PROVIDED RECORDS:
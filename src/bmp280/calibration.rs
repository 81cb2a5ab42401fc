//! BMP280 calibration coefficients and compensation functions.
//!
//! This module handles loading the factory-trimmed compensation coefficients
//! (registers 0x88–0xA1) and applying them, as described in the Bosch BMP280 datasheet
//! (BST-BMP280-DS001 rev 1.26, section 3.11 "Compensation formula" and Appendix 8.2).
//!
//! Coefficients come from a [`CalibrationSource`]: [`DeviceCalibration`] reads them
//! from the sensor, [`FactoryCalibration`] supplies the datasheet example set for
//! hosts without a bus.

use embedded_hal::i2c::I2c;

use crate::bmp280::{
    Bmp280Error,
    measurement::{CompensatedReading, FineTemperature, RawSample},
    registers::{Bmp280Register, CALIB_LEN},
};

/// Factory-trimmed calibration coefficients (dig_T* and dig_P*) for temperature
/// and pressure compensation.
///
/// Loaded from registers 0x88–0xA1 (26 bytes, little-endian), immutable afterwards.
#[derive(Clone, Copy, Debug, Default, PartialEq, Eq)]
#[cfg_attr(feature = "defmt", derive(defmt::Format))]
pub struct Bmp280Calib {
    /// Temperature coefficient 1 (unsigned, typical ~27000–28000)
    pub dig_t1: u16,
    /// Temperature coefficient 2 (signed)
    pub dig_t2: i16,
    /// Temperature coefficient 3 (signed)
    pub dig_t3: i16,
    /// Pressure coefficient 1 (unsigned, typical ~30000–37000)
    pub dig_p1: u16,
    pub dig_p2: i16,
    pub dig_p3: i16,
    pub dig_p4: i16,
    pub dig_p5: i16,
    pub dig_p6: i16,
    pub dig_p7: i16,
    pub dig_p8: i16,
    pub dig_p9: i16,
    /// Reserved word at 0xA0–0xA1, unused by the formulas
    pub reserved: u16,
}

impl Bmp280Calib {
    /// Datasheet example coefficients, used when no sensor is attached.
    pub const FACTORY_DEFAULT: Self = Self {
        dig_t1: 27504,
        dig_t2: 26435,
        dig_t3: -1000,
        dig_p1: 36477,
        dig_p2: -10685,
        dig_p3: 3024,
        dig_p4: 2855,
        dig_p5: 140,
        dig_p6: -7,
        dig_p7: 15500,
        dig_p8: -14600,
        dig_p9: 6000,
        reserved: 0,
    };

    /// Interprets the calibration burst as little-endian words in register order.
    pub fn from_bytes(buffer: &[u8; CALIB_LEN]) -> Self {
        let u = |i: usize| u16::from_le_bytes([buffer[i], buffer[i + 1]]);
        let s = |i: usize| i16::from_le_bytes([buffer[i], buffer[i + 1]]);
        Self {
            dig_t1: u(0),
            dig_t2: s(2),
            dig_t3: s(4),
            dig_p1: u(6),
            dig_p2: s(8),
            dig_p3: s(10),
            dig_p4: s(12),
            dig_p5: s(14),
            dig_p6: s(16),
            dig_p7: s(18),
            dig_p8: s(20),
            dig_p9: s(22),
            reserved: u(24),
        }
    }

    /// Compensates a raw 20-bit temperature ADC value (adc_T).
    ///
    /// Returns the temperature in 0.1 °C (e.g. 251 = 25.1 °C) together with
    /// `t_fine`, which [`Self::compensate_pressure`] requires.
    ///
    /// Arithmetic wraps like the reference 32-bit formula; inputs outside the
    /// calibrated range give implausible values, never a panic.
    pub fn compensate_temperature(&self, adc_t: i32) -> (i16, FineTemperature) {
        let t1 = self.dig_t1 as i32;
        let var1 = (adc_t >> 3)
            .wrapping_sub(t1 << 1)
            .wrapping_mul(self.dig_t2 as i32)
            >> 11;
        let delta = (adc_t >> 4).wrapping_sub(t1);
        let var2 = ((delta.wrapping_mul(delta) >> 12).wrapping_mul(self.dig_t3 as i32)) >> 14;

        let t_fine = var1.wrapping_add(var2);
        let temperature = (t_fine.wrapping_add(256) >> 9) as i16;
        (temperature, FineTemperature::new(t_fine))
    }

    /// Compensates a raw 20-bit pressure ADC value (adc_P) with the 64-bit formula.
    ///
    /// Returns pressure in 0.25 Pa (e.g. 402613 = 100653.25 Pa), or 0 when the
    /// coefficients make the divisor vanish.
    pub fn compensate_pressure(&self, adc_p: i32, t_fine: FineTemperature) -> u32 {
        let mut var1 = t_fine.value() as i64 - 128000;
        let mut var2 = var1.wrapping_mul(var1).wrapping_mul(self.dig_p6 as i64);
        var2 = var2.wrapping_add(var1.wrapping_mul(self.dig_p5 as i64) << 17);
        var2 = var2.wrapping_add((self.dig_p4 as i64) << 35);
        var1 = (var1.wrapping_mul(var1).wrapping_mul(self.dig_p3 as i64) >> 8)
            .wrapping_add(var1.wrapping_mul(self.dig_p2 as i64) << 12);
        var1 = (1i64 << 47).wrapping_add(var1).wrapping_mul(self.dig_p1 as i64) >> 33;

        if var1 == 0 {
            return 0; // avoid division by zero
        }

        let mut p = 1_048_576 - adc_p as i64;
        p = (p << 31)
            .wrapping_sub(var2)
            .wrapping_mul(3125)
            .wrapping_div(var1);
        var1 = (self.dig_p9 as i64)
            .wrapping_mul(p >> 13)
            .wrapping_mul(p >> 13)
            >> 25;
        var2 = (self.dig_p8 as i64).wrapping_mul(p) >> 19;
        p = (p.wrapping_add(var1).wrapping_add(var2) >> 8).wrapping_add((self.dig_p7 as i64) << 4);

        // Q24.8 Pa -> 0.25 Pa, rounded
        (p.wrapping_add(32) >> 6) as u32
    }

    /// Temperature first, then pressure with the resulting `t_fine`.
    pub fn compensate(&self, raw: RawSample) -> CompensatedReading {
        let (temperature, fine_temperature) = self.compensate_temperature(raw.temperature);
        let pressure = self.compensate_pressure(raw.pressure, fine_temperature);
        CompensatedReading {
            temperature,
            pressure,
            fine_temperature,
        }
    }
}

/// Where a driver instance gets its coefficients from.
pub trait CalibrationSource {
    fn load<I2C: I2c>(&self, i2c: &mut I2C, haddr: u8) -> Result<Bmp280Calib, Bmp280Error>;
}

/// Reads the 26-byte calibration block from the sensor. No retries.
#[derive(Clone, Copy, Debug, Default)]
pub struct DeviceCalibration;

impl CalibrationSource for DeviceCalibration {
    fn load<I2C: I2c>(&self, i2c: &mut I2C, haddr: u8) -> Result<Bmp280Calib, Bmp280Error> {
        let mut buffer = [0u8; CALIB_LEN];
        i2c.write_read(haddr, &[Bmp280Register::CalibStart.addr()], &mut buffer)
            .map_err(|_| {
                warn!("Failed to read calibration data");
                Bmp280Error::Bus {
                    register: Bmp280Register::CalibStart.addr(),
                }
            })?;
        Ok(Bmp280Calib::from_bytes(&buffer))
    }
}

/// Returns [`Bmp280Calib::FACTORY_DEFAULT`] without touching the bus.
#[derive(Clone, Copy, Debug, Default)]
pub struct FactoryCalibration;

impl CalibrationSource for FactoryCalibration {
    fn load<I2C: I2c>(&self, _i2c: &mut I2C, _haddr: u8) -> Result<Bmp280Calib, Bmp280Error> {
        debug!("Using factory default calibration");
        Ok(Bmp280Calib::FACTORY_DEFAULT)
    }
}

--

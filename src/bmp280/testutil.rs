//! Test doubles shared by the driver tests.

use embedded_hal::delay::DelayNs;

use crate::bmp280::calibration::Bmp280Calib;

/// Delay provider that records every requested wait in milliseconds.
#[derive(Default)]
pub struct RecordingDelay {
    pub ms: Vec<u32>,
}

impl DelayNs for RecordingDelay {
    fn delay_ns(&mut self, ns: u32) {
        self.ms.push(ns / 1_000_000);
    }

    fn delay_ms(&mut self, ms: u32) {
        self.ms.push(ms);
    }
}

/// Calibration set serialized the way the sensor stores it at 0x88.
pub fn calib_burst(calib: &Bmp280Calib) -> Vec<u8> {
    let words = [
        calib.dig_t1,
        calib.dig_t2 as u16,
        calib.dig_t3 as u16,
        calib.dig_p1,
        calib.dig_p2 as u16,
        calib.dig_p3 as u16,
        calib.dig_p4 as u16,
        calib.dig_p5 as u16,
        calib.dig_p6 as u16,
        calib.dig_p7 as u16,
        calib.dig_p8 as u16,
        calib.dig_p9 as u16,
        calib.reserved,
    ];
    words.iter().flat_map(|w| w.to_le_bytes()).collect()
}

WHAT THE EXERCISE ASKS: Go through the records above, find every line with the word "typical", and list those lines.

RESULT OF THE TASK:
    /// Temperature coefficient 1 (unsigned, typical ~27000–28000)
    /// Pressure coefficient 1 (unsigned, typical ~30000–37000)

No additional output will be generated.